Grape liquor may give high hopes
In view of the reality that the overall domestic wine market is limited and the liquor market share is large, the company took a different approach to differentiate liquor - grape liquor brandy, and launched the “Western Chen” series based on the original “Western Flame”; we believe that the market impact caused by the company's entry into the liquor market is small, and it can effectively absorb the company's grape-based wine (about 5 bottles of wine distilled from a bottle of grape and liquor) to reduce the self-injurious behavior of selling high-quality base wine to competitors at low prices in exchange for cash flow.
Divest some agricultural assets and go to battle lightly
Due to historical reasons, the company has some agricultural assets that are very unprofitable or have been losing money. Operating these businesses is contrary to the company's strategy of focusing on wine. In 2013, the company successfully divested the Fukang branch, obtained asset disposal income and cash flow, and also unloaded a loss burden; we think the company will further divest all of its main business assets.
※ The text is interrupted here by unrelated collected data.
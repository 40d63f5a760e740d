mod arbitrary;
mod parse_bad;
mod property_roundtrip;
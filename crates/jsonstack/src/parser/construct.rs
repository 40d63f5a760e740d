//! Construct frames: one small state machine per grammar production.
//!
//! A frame sees one byte at a time through [`Construct::consume`] and
//! answers with a [`Step`]. Container frames (object, array) receive the
//! values completed by the frames above them through
//! [`Construct::add_child`]; scalar frames never do.

use alloc::{string::String, vec::Vec};

use super::{
    dispatch::{ConstructKind, dispatch, is_literal_delimiter, is_whitespace},
    error::{Byte, ErrorSource, FormatError, SyntaxError},
    literal_buffer::{LiteralBuffer, LiteralKind},
};
use crate::{
    Value,
    error::{ValueError, ValueKind},
};

/// What happened after feeding one more byte into a frame?
#[derive(Debug)]
pub(crate) enum Step {
    /// The byte was buffered or ignored.
    Pending,
    /// The byte starts a nested value; a new frame of this kind must be
    /// pushed and seeded with the same byte.
    Open(ConstructKind),
    /// The byte closed the production.
    Complete(Value),
}

#[derive(Debug)]
pub(crate) enum Construct {
    Object {
        building: Value,
        pending_key: Option<String>,
    },
    Array {
        building: Value,
    },
    String {
        buffer: Vec<u8>,
    },
    /// Boolean, number and null frames only differ in how the buffered text
    /// is interpreted.
    Literal(LiteralBuffer),
}

impl Construct {
    /// Creates the frame for `kind`, whose first byte is `first`.
    ///
    /// Containers and strings treat `first` as their opening delimiter;
    /// literals keep it as the first byte of their text.
    pub(crate) fn open(kind: ConstructKind, first: u8) -> Result<Self, ValueError> {
        Ok(match kind {
            ConstructKind::Object => Construct::Object {
                building: Value::default(),
                pending_key: None,
            },
            ConstructKind::Array => {
                let mut building = Value::default();
                building.to_array()?;
                Construct::Array { building }
            }
            ConstructKind::String => Construct::String { buffer: Vec::new() },
            ConstructKind::Boolean => {
                Construct::Literal(LiteralBuffer::new(LiteralKind::Boolean, first))
            }
            ConstructKind::Number => {
                Construct::Literal(LiteralBuffer::new(LiteralKind::Number, first))
            }
            ConstructKind::Null => Construct::Literal(LiteralBuffer::new(LiteralKind::Null, first)),
        })
    }

    pub(crate) fn kind(&self) -> ConstructKind {
        match self {
            Construct::Object { .. } => ConstructKind::Object,
            Construct::Array { .. } => ConstructKind::Array,
            Construct::String { .. } => ConstructKind::String,
            Construct::Literal(buffer) => match buffer.kind() {
                LiteralKind::Boolean => ConstructKind::Boolean,
                LiteralKind::Number => ConstructKind::Number,
                LiteralKind::Null => ConstructKind::Null,
            },
        }
    }

    pub(crate) fn consume(&mut self, byte: u8, strict_null: bool) -> Result<Step, ErrorSource> {
        match self {
            Construct::Object {
                building,
                pending_key,
            } => {
                if let Some(kind) = dispatch(byte) {
                    return Ok(Step::Open(kind));
                }
                match byte {
                    b'}' if pending_key.is_some() => Err(SyntaxError::DanglingKey.into()),
                    b'}' => Ok(Step::Complete(core::mem::take(building))),
                    b',' | b':' => Ok(Step::Pending),
                    b if is_whitespace(b) => Ok(Step::Pending),
                    b => Err(SyntaxError::UnexpectedCharacter(Byte(b)).into()),
                }
            }
            Construct::Array { building } => {
                if let Some(kind) = dispatch(byte) {
                    return Ok(Step::Open(kind));
                }
                match byte {
                    b']' => Ok(Step::Complete(core::mem::take(building))),
                    b',' => Ok(Step::Pending),
                    b if is_whitespace(b) => Ok(Step::Pending),
                    b => Err(SyntaxError::UnexpectedCharacter(Byte(b)).into()),
                }
            }
            Construct::String { buffer } => {
                if byte != b'"' {
                    buffer.push(byte);
                    return Ok(Step::Pending);
                }
                let text = String::from_utf8(core::mem::take(buffer)).map_err(|err| {
                    FormatError::InvalidUtf8 {
                        valid_up_to: err.utf8_error().valid_up_to(),
                    }
                })?;
                Ok(Step::Complete(Value::String(text)))
            }
            Construct::Literal(buffer) => {
                if is_literal_delimiter(byte) {
                    Ok(Step::Complete(buffer.finish(strict_null)?))
                } else {
                    buffer.push(byte);
                    Ok(Step::Pending)
                }
            }
        }
    }

    /// Hands a completed child value to this frame.
    ///
    /// Objects take children in pairs: a string key, then its value.
    pub(crate) fn add_child(&mut self, mut child: Value) -> Result<(), ValueError> {
        match self {
            Construct::Object {
                building,
                pending_key,
            } => match pending_key.take() {
                Some(key) => building.add_child(key, child),
                None => match &mut child {
                    Value::String(key) => {
                        *pending_key = Some(core::mem::take(key));
                        Ok(())
                    }
                    other => Err(ValueError::InvalidState {
                        operation: "object key",
                        expected: ValueKind::String,
                        found: other.kind(),
                    }),
                },
            },
            Construct::Array { building } => building.append(child),
            Construct::String { .. } => Err(ValueError::ScalarParent(ValueKind::String)),
            Construct::Literal(buffer) => Err(ValueError::ScalarParent(match buffer.kind() {
                LiteralKind::Boolean => ValueKind::Boolean,
                LiteralKind::Number => ValueKind::Number,
                LiteralKind::Null => ValueKind::Null,
            })),
        }
    }
}
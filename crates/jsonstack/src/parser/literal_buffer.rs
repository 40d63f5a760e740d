use alloc::vec::Vec;

use bstr::{BString, ByteSlice};

use super::{dispatch::is_whitespace, error::FormatError};
use crate::Value;

#[derive(Debug, Clone, Copy, PartialEq, Eq)]
pub(crate) enum LiteralKind {
    Boolean,
    Number,
    Null,
}

/// Bytes of a bare literal (`true`, `-3.5`, `null`, ...) collected up to the
/// delimiter that ends it.
///
/// The buffer is seeded with the byte that selected the literal kind and is
/// only interpreted once the delimiter arrives; until then every byte is
/// kept verbatim, whitespace included.
#[derive(Debug, Clone, PartialEq, Eq)]
pub(crate) struct LiteralBuffer {
    kind: LiteralKind,
    bytes: Vec<u8>,
}

impl LiteralBuffer {
    pub(crate) fn new(kind: LiteralKind, first: u8) -> Self {
        let mut bytes = Vec::with_capacity(8);
        bytes.push(first);
        Self { kind, bytes }
    }

    pub(crate) fn kind(&self) -> LiteralKind {
        self.kind
    }

    pub(crate) fn push(&mut self, byte: u8) {
        self.bytes.push(byte);
    }

    /// Interprets the buffered text. Surrounding whitespace, as the parser
    /// defines it between tokens, is ignored.
    ///
    /// `strict_null` selects whether a null literal is validated at all.
    pub(crate) fn finish(&mut self, strict_null: bool) -> Result<Value, FormatError> {
        let bytes = core::mem::take(&mut self.bytes);
        let text = bytes.trim_with(|c| u8::try_from(c).is_ok_and(is_whitespace));
        match self.kind {
            LiteralKind::Boolean => parse_boolean(text)
                .map(Value::Boolean)
                .ok_or_else(|| FormatError::InvalidBoolean(BString::from(text))),
            LiteralKind::Number => parse_number(text)
                .map(Value::Number)
                .ok_or_else(|| FormatError::InvalidNumber(BString::from(text))),
            LiteralKind::Null => {
                if strict_null && !text.eq_ignore_ascii_case(b"null") {
                    return Err(FormatError::InvalidNull(BString::from(text)));
                }
                Ok(Value::Null)
            }
        }
    }
}

fn parse_boolean(text: &[u8]) -> Option<bool> {
    if text.eq_ignore_ascii_case(b"true") {
        Some(true)
    } else if text.eq_ignore_ascii_case(b"false") {
        Some(false)
    } else {
        None
    }
}

/// Accepts decimal literals with an optional fraction and exponent. Names
/// such as `inf` or `NaN`, which `f64::from_str` would take, are rejected,
/// and so are literals that overflow to an infinity.
fn parse_number(text: &[u8]) -> Option<f64> {
    if !text
        .iter()
        .all(|b| matches!(b, b'0'..=b'9' | b'-' | b'+' | b'.' | b'e' | b'E'))
    {
        return None;
    }
    text.to_str()
        .ok()?
        .parse()
        .ok()
        .filter(|n: &f64| n.is_finite())
}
The decline in management expenses and the increase in sales expenses are in line with the company's development situation
The company's management expenses fell from 75.66 million yuan to 71.05 million yuan in 2012, a decrease of 6.1%, indicating that the company's management continued to improve; sales expenses increased from 160 million yuan to 188 million yuan, an increase of 17.4%. This increase reflects the company's focus on marketing work and is necessary for the company's development.
Key Assumptions:
The company successfully completed refinancing in 2014 and began to build marketing outlets. These outlets contributed revenue and profits in 2015 and 2016; refinancing reduced the size of short-term loans and would reduce financing costs; the dilution of earnings per share after refinancing was not considered for the time being.
The catalyst for stock price performance:
The company's refinancing was successfully completed, the problem of high financial expenses was alleviated; a breakthrough was made in marketing construction.
Investment Ratings and Valuations:
The company's revenue for 2014-2016 is predicted to be 616, 740, 903 million yuan, of which the increase is mainly due to increased sales of finished wine products; the estimated 2014-2016 EPS is 0.02, 0.07, and 0.12 yuan, maintaining the company's “buy” rating.
Risk warning:
Financial risk, risk of natural disasters, risk of food safety, and risk of channel construction falling short of expectations.